APODACA.- Afuera la libertad carecía de valor. Adentro del Cereso de Apodaca conocieron el nivel máximo de tensión y aprendieron, a fuerzas, a controlar el temperamento.

Hace cuatro años este lugar fue escenario de una masacre. 44 personas murieron a golpes o por heridas de arma punzo cortante para cubrir una fuga masiva de reos... Desde entonces el control fue máximo y se guardó discreción pero este miércoles las puertas se abrieron nuevamente y Telediario ingresó para conversar con los internos.

El motivo, un taller de meditación Ishaya en el que participaron 700 reos. La técnica aseguran les ayuda a controlar su carácter y por ende, evitar enfrentamientos como esos que marcaron la historia.

El entrevistado fue detenido en octubre de 2010 en la zona norte de Monterrey. Acompañaba junto a otras cinco personas al líder de los zetas en Monterrey en ese tiempo.
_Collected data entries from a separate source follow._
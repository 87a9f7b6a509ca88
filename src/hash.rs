use std::collections::hash_map::DefaultHasher;
use std::hash::{Hash, Hasher};

use crate::types::RecordId;

pub fn stable_hash_with(f: impl FnOnce(&mut DefaultHasher)) -> u64 {
    let mut hasher = DefaultHasher::new();
    f(&mut hasher);
    hasher.finish()
}

pub fn stable_hash_ids(batch_size: usize, ids: &[RecordId]) -> u64 {
    stable_hash_with(|hasher| {
        batch_size.hash(hasher);
        ids.hash(hasher);
    })
}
A esa célula se le adjudicó el asesinato del general Juan Arturo Esparza García, quien acababa de asumir como Secretario de Seguridad en García y el secuestro de militares en la Central de Autobuses.

A José lo procesaron por posesión droga y armas, con terapias y talleres que recibe al interior, aprendió muy tarde a valorar a sus seres queridos.

Presos por homicidio, robo, venta de droga, ninguno de los participantes experimentó en cabeza ajena. Fue necesario caer en la cárcel para conocer el límite.

Israel tiene apenas 23 años, al cumplir su condena tendrá casi 50. Está preso por homicidio calificado, en una riña entre pandillas decidió su futuro.

El Cereso de Apodaca ha estado en calma los últimos meses, pese a ello las medidas de seguridad no se relajan. Pasillos que parecen laberinto, filtros de seguridad para todos los visitantes, cámaras en cada esquina, registros, reos hasta los de mayor edad, esos que despiertan cuestionamientos por sus rostros amigables, vigilados con el mismo recelo, es lo que se vive en el Cereso de Apodaca que fue sede para la grabación de un filme acerca de la elección de paz.